Sun still keeps a tight reign on the Message. (This control is one of the major tensions between Sun and the broader Java community.) This year, Sun's focus is clearly on JavaFX. The leading keynote talked repeatedly about "all the screens of your life" and said that the JavaFX runtime will be the access layer to reach your content from any device anywhere. We also heard about JavaFX's animation, 3D, audio, and video capabilities.

Glassfish got a brief mention. Version 3 is supposed to have a new kernel that slims down to 98KB is its minimal deployment. Add-on modules provide HTTP service, SIP service, and so on. Rich Green said hat Glassfish will scale up to the data center and down to set top boxes.

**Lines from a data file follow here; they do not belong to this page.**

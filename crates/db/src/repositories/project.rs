//! Project repository for database operations.

use chrono::Utc;
use sea_orm::{
    ActiveModelTrait, ColumnTrait, DatabaseConnection, DbErr, EntityTrait, QueryFilter,
    QueryOrder, Set,
};
use uuid::Uuid;

use super::error::{RepositoryError, WriteResultExt};
use crate::entities::projects;

/// Project repository for CRUD operations.
#[derive(Debug, Clone)]
pub struct ProjectRepository {
    db: DatabaseConnection,
}

impl ProjectRepository {
    /// Creates a new project repository.
    #[must_use]
    pub const fn new(db: DatabaseConnection) -> Self {
        Self { db }
    }

    /// Creates a project owned by `user_id`.
    ///
    /// # Errors
    ///
    /// Returns `RepositoryError::Conflict` if the user already has a project
    /// with this slug, or `RepositoryError::MissingParent` if the user does
    /// not exist.
    pub async fn create(
        &self,
        user_id: Uuid,
        name: &str,
        slug: &str,
    ) -> Result<projects::Model, RepositoryError> {
        let now = Utc::now().into();
        let project = projects::ActiveModel {
            id: Set(Uuid::new_v4()),
            name: Set(name.to_string()),
            slug: Set(slug.to_string()),
            user_id: Set(user_id),
            created_at: Set(now),
            updated_at: Set(now),
        };

        project
            .insert(&self.db)
            .await
            .classify(&format!("project slug '{slug}'"), "user")
    }

    /// Finds a project by ID.
    ///
    /// # Errors
    ///
    /// Returns an error if the database query fails.
    pub async fn find_by_id(&self, id: Uuid) -> Result<Option<projects::Model>, DbErr> {
        projects::Entity::find_by_id(id).one(&self.db).await
    }

    /// Finds one of a user's projects by slug.
    ///
    /// # Errors
    ///
    /// Returns an error if the database query fails.
    pub async fn find_by_slug(
        &self,
        user_id: Uuid,
        slug: &str,
    ) -> Result<Option<projects::Model>, DbErr> {
        projects::Entity::find()
            .filter(projects::Column::UserId.eq(user_id))
            .filter(projects::Column::Slug.eq(slug))
            .one(&self.db)
            .await
    }

    /// Lists a user's projects, oldest first.
    ///
    /// # Errors
    ///
    /// Returns an error if the database query fails.
    pub async fn list_for_user(&self, user_id: Uuid) -> Result<Vec<projects::Model>, DbErr> {
        projects::Entity::find()
            .filter(projects::Column::UserId.eq(user_id))
            .order_by_asc(projects::Column::CreatedAt)
            .all(&self.db)
            .await
    }

    /// Renames a project and bumps `updated_at`.
    ///
    /// # Errors
    ///
    /// Returns `RepositoryError::NotFound` if the project does not exist.
    pub async fn rename(&self, id: Uuid, name: &str) -> Result<projects::Model, RepositoryError> {
        let project = self
            .find_by_id(id)
            .await?
            .ok_or_else(|| RepositoryError::NotFound("project".to_string()))?;

        let mut active: projects::ActiveModel = project.into();
        active.name = Set(name.to_string());
        active.updated_at = Set(Utc::now().into());
        Ok(active.update(&self.db).await?)
    }

    /// Deletes a project. Its environments go with it.
    ///
    /// # Errors
    ///
    /// Returns an error if the database delete fails.
    pub async fn delete(&self, id: Uuid) -> Result<bool, DbErr> {
        let result = projects::Entity::delete_by_id(id).exec(&self.db).await?;
        Ok(result.rows_affected > 0)
    }
}
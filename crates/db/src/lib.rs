//! Database layer with `SeaORM` entities and repositories.
//!
//! This crate provides:
//! - `SeaORM` entity definitions for the auth and analytics tables
//! - Repository abstractions for data access
//! - Database migrations

pub mod entities;
pub mod migration;
pub mod repositories;

pub use repositories::{
    AccountRepository, ApiKeyRepository, EnvironmentRepository, EventRepository,
    ProjectRepository, RepositoryError, SessionRepository, UserRepository,
    VerificationTokenRepository,
};

use std::time::Duration;

use eventi_shared::config::DatabaseConfig;
use sea_orm::{ConnectOptions, Database, DatabaseConnection, DbErr};

/// Establishes a connection to the database.
///
/// # Errors
///
/// Returns an error if the connection cannot be established.
pub async fn connect(database_url: &str) -> Result<DatabaseConnection, DbErr> {
    Database::connect(database_url).await
}

/// Establishes a pooled connection from configuration.
///
/// # Errors
///
/// Returns an error if the connection cannot be established.
pub async fn connect_with(config: &DatabaseConfig) -> Result<DatabaseConnection, DbErr> {
    let mut options = ConnectOptions::new(config.url.clone());
    options
        .max_connections(config.max_connections)
        .min_connections(config.min_connections)
        .connect_timeout(Duration::from_secs(10))
        .sqlx_logging(false);

    tracing::debug!(
        max_connections = config.max_connections,
        "Connecting to database"
    );
    Database::connect(options).await
}
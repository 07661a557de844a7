//! Opaque random tokens.

/// Generates a session token: 32 random bytes, URL-safe base64.
#[must_use]
pub fn generate_session_token() -> String {
    let bytes: [u8; 32] = rand::random();
    base64_url::encode(&bytes)
}

/// Generates an OAuth `state` value: 16 random bytes, URL-safe base64.
#[must_use]
pub fn generate_oauth_state() -> String {
    let bytes: [u8; 16] = rand::random();
    base64_url::encode(&bytes)
}

/// Compares two tokens without short-circuiting on the first mismatch.
#[must_use]
pub fn tokens_match(expected: &str, actual: &str) -> bool {
    let (a, b) = (expected.as_bytes(), actual.as_bytes());
    if a.len() != b.len() {
        return false;
    }
    a.iter().zip(b).fold(0u8, |acc, (x, y)| acc | (x ^ y)) == 0
}
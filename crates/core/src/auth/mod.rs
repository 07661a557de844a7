//! Credentials used by the authentication layer.
//!
//! This module provides:
//! - Opaque session tokens and OAuth `state` values
//! - API key generation, hashing, and display prefixes
//! - Sanitizing post-sign-in redirect targets

mod api_key;
mod redirect;
mod token;

pub use api_key::{
    API_KEY_PREFIX, DISPLAY_PREFIX_LEN, GeneratedApiKey, display_prefix, generate_api_key,
    hash_api_key, is_well_formed,
};
pub use redirect::safe_callback_path;
pub use token::{generate_oauth_state, generate_session_token, tokens_match};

Perhaps it's just my perspective, since I'm mostly a server-side developer, but I had the oddest sense of deja-vu. Instead of Rich Green in 2008, I felt the strange sense that I was listening to Scott McNealy in 1998. Same message: Java from the handset to the data center. Set top boxes. Headspace for audio. (Anyone else remember Thomas Dolby at the keynote?  This year we got Neil Young.)

So, here we are, at the 13th JavaOne, and Sun is still trying to get developers to see Java as more than a server-side platform. 

Well, the more things change, the more they stay the same, I suppose.